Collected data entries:
****************
//! Start the websocket relay server.
use anyhow::Result;
use axum_server::Handle;
use crevice_relay_server::{
    MemoryBus, MemoryRegistry, RelayServer, ServerConfig,
};
use std::{
    net::SocketAddr, path::PathBuf, str::FromStr, sync::Arc,
    time::Duration,
};

/// Run a relay node.
pub async fn run(
    room_ttl: Option<u64>,
    refresh_interval: Option<u64>,
    bind: String,
    config: Option<PathBuf>,
) -> Result<()> {
    let mut config = match config {
        Some(path) => ServerConfig::load(&path).await?,
        None => ServerConfig::default(),
    };

    if let Some(room_ttl) = room_ttl {
        config.room.ttl = room_ttl;
    }

    if let Some(refresh_interval) = refresh_interval {
        config.room.refresh_interval = refresh_interval;
    }

    config.validate()?;

    // Single process deployment; a fleet wires registry and bus
    // implementations backed by an external store behind the
    // same traits
    let registry = Arc::new(MemoryRegistry::new(
        Duration::from_secs(config.room.ttl),
    ));
    let bus = Arc::new(MemoryBus::new());

    let handle = Handle::new();
    let addr = SocketAddr::from_str(&bind)?;
    let server = RelayServer::new(config, registry, bus);
    server.start(addr, handle).await?;
    Ok(())
}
****************
-- WHAT TO DO --
Every record should be repeated exactly; please leave none out.

-- RESPONSE TO THE EXERCISE --
//! Start the websocket relay server.
use anyhow::Result;
use axum_server::Handle;
use crevice_relay_server::{
    MemoryBus, MemoryRegistry, RelayServer, ServerConfig,
};
use std::{
    net::SocketAddr, path::PathBuf, str::FromStr, sync::Arc,
    time::Duration,
};

/// Run a relay node.
pub async fn run(
    room_ttl: Option<u64>,
    refresh_interval: Option<u64>,
    bind: String,
    config: Option<PathBuf>,
) -> Result<()> {
    let mut config = match config {
        Some(path) => ServerConfig::load(&path).await?,
        None => ServerConfig::default(),
    };

    if let Some(room_ttl) = room_ttl {
        config.room.ttl = room_ttl;
    }

    if let Some(refresh_interval) = refresh_interval {
        config.room.refresh_interval = refresh_interval;
    }

    config.validate()?;

    // Single process deployment; a fleet wires registry and bus
    // implementations backed by an external store behind the
    // same traits
    let registry = Arc::new(MemoryRegistry::new(
        Duration::from_secs(config.room.ttl),
    ));
    let bus = Arc::new(MemoryBus::new());

    let handle = Handle::new();
    let addr = SocketAddr::from_str(&bind)?;
    let server = RelayServer::new(config, registry, bus);
    server.start(addr, handle).await?;
    Ok(())
}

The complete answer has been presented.